[ASSIGNED TASK]: Only lines with the string "Condvar" are wanted. Pull them out of the data.

[SOURCE DATA]:
------------------------------------------------
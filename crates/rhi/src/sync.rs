//! CPU/GPU synchronization primitives.
//!
//! This module provides the completion-fence abstraction the frame pipeline
//! is built on:
//! - [`FenceValue`] - a point on a monotonically increasing completion timeline
//! - [`Fence`] - the primitive itself (signal, poll, blocking wait)
//! - [`TimelineFence`] - software fence backed by a condition variable
//! - [`VkTimelineFence`] - Vulkan timeline semaphore
//!
//! # Overview
//!
//! A fence is a 64-bit counter owned by the GPU timeline. The CPU picks a new
//! value for every submission and asks the queue to signal it once the GPU
//! has drained everything submitted before. Polling the counter tells the CPU
//! how far the GPU has progressed; waiting on it blocks the CPU thread until
//! the GPU catches up.
//!
//! # Example
//!
//! ```
//! use std::time::Duration;
//! use frameflight_rhi::sync::{Fence, FenceValue, TimelineFence};
//!
//! # fn example() -> Result<(), frameflight_rhi::RhiError> {
//! let fence = TimelineFence::new();
//! assert_eq!(fence.completed_value()?, FenceValue::ZERO);
//!
//! fence.signal(FenceValue::new(1))?;
//! fence.wait_for_value(FenceValue::new(1), Some(Duration::from_millis(10)))?;
//! # Ok(())
//! # }
//! ```

use std::fmt;
use std::sync::{Condvar, Mutex, MutexGuard, PoisonError};
use std::time::Duration;

use ash::vk;
use tracing::{debug, error, warn};

use crate::error::{RhiError, RhiResult};

/// A point on a fence's completion timeline.
///
/// `FenceValue::ZERO` is the initial value of every fence and marks a frame
/// resource that was never submitted.
#[derive(Clone, Copy, Debug, Default, PartialEq, Eq, PartialOrd, Ord, Hash)]
pub struct FenceValue(u64);

impl FenceValue {
    /// The initial value of every fence.
    pub const ZERO: Self = Self(0);

    /// Wraps a raw counter value.
    #[inline]
    pub const fn new(value: u64) -> Self {
        Self(value)
    }

    /// Returns the raw counter value.
    #[inline]
    pub const fn get(self) -> u64 {
        self.0
    }

    /// Returns true for [`FenceValue::ZERO`].
    #[inline]
    pub const fn is_zero(self) -> bool {
        self.0 == 0
    }

    /// Returns the value that follows `self`.
    #[inline]
    pub const fn next(self) -> Self {
        Self(self.0 + 1)
    }
}

impl fmt::Display for FenceValue {
    fn fmt(&self, f: &mut fmt::Formatter<'_>) -> fmt::Result {
        write!(f, "{}", self.0)
    }
}

/// GPU completion fence.
///
/// Implementations must keep [`completed_value`](Self::completed_value)
/// monotonic: once a value has been observed complete it is never reported
/// incomplete again.
pub trait Fence: Send + Sync {
    /// Returns the highest value known to be complete. Never blocks.
    fn completed_value(&self) -> RhiResult<FenceValue>;

    /// Sets the completed value from the CPU side.
    ///
    /// Queues call this when their work up to the signal point retires.
    fn signal(&self, value: FenceValue) -> RhiResult<()>;

    /// Blocks until the completed value reaches `value`.
    ///
    /// Returns immediately if it already has. `timeout` of `None` waits
    /// forever.
    ///
    /// # Errors
    ///
    /// - [`RhiError::WaitTimeout`] if `timeout` elapses first
    /// - [`RhiError::DeviceLost`] if the device goes away while waiting
    fn wait_for_value(&self, value: FenceValue, timeout: Option<Duration>) -> RhiResult<()>;
}

#[derive(Debug, Default)]
struct TimelineState {
    completed: FenceValue,
    lost: Option<String>,
}

/// Software completion fence.
///
/// The counter lives behind a mutex and waiters sleep on a condition variable,
/// so a blocked CPU thread costs nothing until the fence is signaled. Used by
/// the simulated queue and by tests that drive the timeline by hand.
///
/// # Thread Safety
///
/// All methods take `&self` and may be called from any thread; the fence is
/// typically shared as `Arc<TimelineFence>` between the frame loop and the
/// queue's execution thread.
#[derive(Debug, Default)]
pub struct TimelineFence {
    state: Mutex<TimelineState>,
    signaled: Condvar,
}

impl TimelineFence {
    /// Creates a fence at [`FenceValue::ZERO`].
    pub fn new() -> Self {
        Self::default()
    }

    /// Puts the fence into the device-lost state.
    ///
    /// Every current and future wait that is not already satisfied fails with
    /// [`RhiError::DeviceLost`].
    pub fn mark_device_lost(&self, reason: impl Into<String>) {
        let reason = reason.into();
        error!("Fence marked device lost: {}", reason);
        self.lock().lost = Some(reason);
        self.signaled.notify_all();
    }

    fn lock(&self) -> MutexGuard<'_, TimelineState> {
        // The state is two plain values; a panic elsewhere cannot leave it torn.
        self.state.lock().unwrap_or_else(PoisonError::into_inner)
    }
}

impl Fence for TimelineFence {
    fn completed_value(&self) -> RhiResult<FenceValue> {
        Ok(self.lock().completed)
    }

    fn signal(&self, value: FenceValue) -> RhiResult<()> {
        let mut state = self.lock();
        if value < state.completed {
            warn!(
                "Ignoring fence signal {} below completed value {}",
                value, state.completed
            );
            return Ok(());
        }
        state.completed = value;
        drop(state);
        self.signaled.notify_all();
        Ok(())
    }

    fn wait_for_value(&self, value: FenceValue, timeout: Option<Duration>) -> RhiResult<()> {
        let state = self.lock();
        if state.completed >= value {
            return Ok(());
        }

        let pending = |s: &mut TimelineState| s.completed < value && s.lost.is_none();
        let state = match timeout {
            None => self
                .signaled
                .wait_while(state, pending)
                .unwrap_or_else(PoisonError::into_inner),
            Some(timeout) => {
                self.signaled
                    .wait_timeout_while(state, timeout, pending)
                    .unwrap_or_else(PoisonError::into_inner)
                    .0
            }
        };

        if state.completed >= value {
            Ok(())
        } else if let Some(reason) = &state.lost {
            Err(RhiError::DeviceLost(reason.clone()))
        } else {
            Err(RhiError::WaitTimeout {
                target: value,
                completed: state.completed,
            })
        }
    }
}

/// Vulkan timeline semaphore used as a completion fence.
///
/// Requires Vulkan 1.2 (or `VK_KHR_timeline_semaphore`) with the
/// `timelineSemaphore` feature enabled on the device. Queue submissions signal
/// it through `vk::TimelineSemaphoreSubmitInfo`; the CPU side uses
/// `vkGetSemaphoreCounterValue`, `vkSignalSemaphore` and `vkWaitSemaphores`.
///
/// # Thread Safety
///
/// Timeline semaphore host operations are externally synchronized only with
/// respect to destruction, so the wrapper is `Send + Sync`.
pub struct VkTimelineFence {
    /// Logical device the semaphore belongs to.
    device: ash::Device,
    /// Vulkan semaphore handle.
    semaphore: vk::Semaphore,
}

impl VkTimelineFence {
    /// Creates a timeline semaphore starting at `initial`.
    ///
    /// # Errors
    ///
    /// Returns an error if semaphore creation fails.
    pub fn new(device: ash::Device, initial: FenceValue) -> RhiResult<Self> {
        let mut type_info = vk::SemaphoreTypeCreateInfo::default()
            .semaphore_type(vk::SemaphoreType::TIMELINE)
            .initial_value(initial.get());
        let create_info = vk::SemaphoreCreateInfo::default().push_next(&mut type_info);

        let semaphore = unsafe { device.create_semaphore(&create_info, None)? };

        debug!("Created timeline semaphore (initial value {})", initial);

        Ok(Self { device, semaphore })
    }

    /// Returns the Vulkan semaphore handle.
    #[inline]
    pub fn handle(&self) -> vk::Semaphore {
        self.semaphore
    }
}

fn device_error(result: vk::Result) -> RhiError {
    match result {
        vk::Result::ERROR_DEVICE_LOST => RhiError::DeviceLost(result.to_string()),
        other => RhiError::VulkanError(other),
    }
}

impl Fence for VkTimelineFence {
    fn completed_value(&self) -> RhiResult<FenceValue> {
        let value = unsafe { self.device.get_semaphore_counter_value(self.semaphore) }
            .map_err(device_error)?;
        Ok(FenceValue::new(value))
    }

    fn signal(&self, value: FenceValue) -> RhiResult<()> {
        let signal_info = vk::SemaphoreSignalInfo::default()
            .semaphore(self.semaphore)
            .value(value.get());
        unsafe { self.device.signal_semaphore(&signal_info) }.map_err(device_error)
    }

    fn wait_for_value(&self, value: FenceValue, timeout: Option<Duration>) -> RhiResult<()> {
        let semaphores = [self.semaphore];
        let values = [value.get()];
        let wait_info = vk::SemaphoreWaitInfo::default()
            .semaphores(&semaphores)
            .values(&values);
        let timeout_ns = timeout
            .map(|t| u64::try_from(t.as_nanos()).unwrap_or(u64::MAX))
            .unwrap_or(u64::MAX);

        match unsafe { self.device.wait_semaphores(&wait_info, timeout_ns) } {
            Ok(()) => Ok(()),
            Err(vk::Result::TIMEOUT) => Err(RhiError::WaitTimeout {
                target: value,
                completed: self.completed_value()?,
            }),
            Err(e) => Err(device_error(e)),
        }
    }
}

impl Drop for VkTimelineFence {
    fn drop(&mut self) {
        unsafe {
            self.device.destroy_semaphore(self.semaphore, None);
        }
        debug!("Destroyed timeline semaphore");
    }
}

#[cfg(test)]
mod tests {
    use std::sync::Arc;
    use std::thread;
    use std::time::Instant;

    use super::*;

    #[test]
    fn test_fence_value_ordering() {
        assert!(FenceValue::ZERO.is_zero());
        assert_eq!(FenceValue::ZERO.next(), FenceValue::new(1));
        assert!(FenceValue::new(2) > FenceValue::new(1));
    }

    #[test]
    fn test_signal_is_monotonic() {
        let fence = TimelineFence::new();
        fence.signal(FenceValue::new(5)).unwrap();
        fence.signal(FenceValue::new(3)).unwrap();
        assert_eq!(fence.completed_value().unwrap(), FenceValue::new(5));
    }

    #[test]
    fn test_wait_satisfied_returns_immediately() {
        let fence = TimelineFence::new();
        fence.signal(FenceValue::new(2)).unwrap();
        fence
            .wait_for_value(FenceValue::new(1), Some(Duration::ZERO))
            .unwrap();
        fence.wait_for_value(FenceValue::ZERO, None).unwrap();
    }

    #[test]
    fn test_wait_times_out() {
        let fence = TimelineFence::new();
        let err = fence
            .wait_for_value(FenceValue::new(1), Some(Duration::from_millis(20)))
            .unwrap_err();
        match err {
            RhiError::WaitTimeout { target, completed } => {
                assert_eq!(target, FenceValue::new(1));
                assert_eq!(completed, FenceValue::ZERO);
            }
            other => panic!("unexpected error: {other:?}"),
        }
    }

    #[test]
    fn test_wait_wakes_on_signal_from_other_thread() {
        let fence = Arc::new(TimelineFence::new());
        let signaler = {
            let fence = fence.clone();
            thread::spawn(move || {
                thread::sleep(Duration::from_millis(30));
                fence.signal(FenceValue::new(1)).unwrap();
            })
        };

        let start = Instant::now();
        fence.wait_for_value(FenceValue::new(1), None).unwrap();
        assert!(start.elapsed() >= Duration::from_millis(25));
        signaler.join().unwrap();
    }

    #[test]
    fn test_device_lost_fails_pending_waits() {
        let fence = Arc::new(TimelineFence::new());
        let loser = {
            let fence = fence.clone();
            thread::spawn(move || {
                thread::sleep(Duration::from_millis(10));
                fence.mark_device_lost("test removal");
            })
        };

        let err = fence.wait_for_value(FenceValue::new(1), None).unwrap_err();
        assert!(matches!(err, RhiError::DeviceLost(_)));
        loser.join().unwrap();

        // Already-satisfied waits stay satisfied.
        fence.wait_for_value(FenceValue::ZERO, None).unwrap();
    }

    #[test]
    fn test_timeline_fence_is_send_sync() {
        fn assert_send_sync<T: Send + Sync>() {}
        assert_send_sync::<TimelineFence>();
    }

    #[test]
    fn test_vk_timeline_fence_is_send_sync() {
        fn assert_send_sync<T: Send + Sync>() {}
        assert_send_sync::<VkTimelineFence>();
    }
}
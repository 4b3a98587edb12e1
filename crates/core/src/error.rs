//! Error types shared by the frameflight crates.

use std::path::PathBuf;

use thiserror::Error;

/// Main error type for configuration and process-level failures.
#[derive(Error, Debug)]
pub enum Error {
    /// Configuration file could not be parsed.
    #[error("Failed to parse config '{}': {source}", .path.display())]
    ConfigParse {
        /// Path of the offending file, or `<inline>` for string input.
        path: PathBuf,
        /// Underlying TOML error.
        #[source]
        source: toml::de::Error,
    },

    /// Configuration values are out of range or inconsistent.
    #[error("Config error: {0}")]
    Config(String),

    /// IO errors
    #[error("IO error: {0}")]
    Io(#[from] std::io::Error),
}

/// Result type alias using the core Error type.
pub type Result<T> = std::result::Result<T, Error>;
------------------------------------------------
[RESULT OF THIS TASK]:
use std::sync::{Condvar, Mutex, MutexGuard, PoisonError};
    signaled: Condvar,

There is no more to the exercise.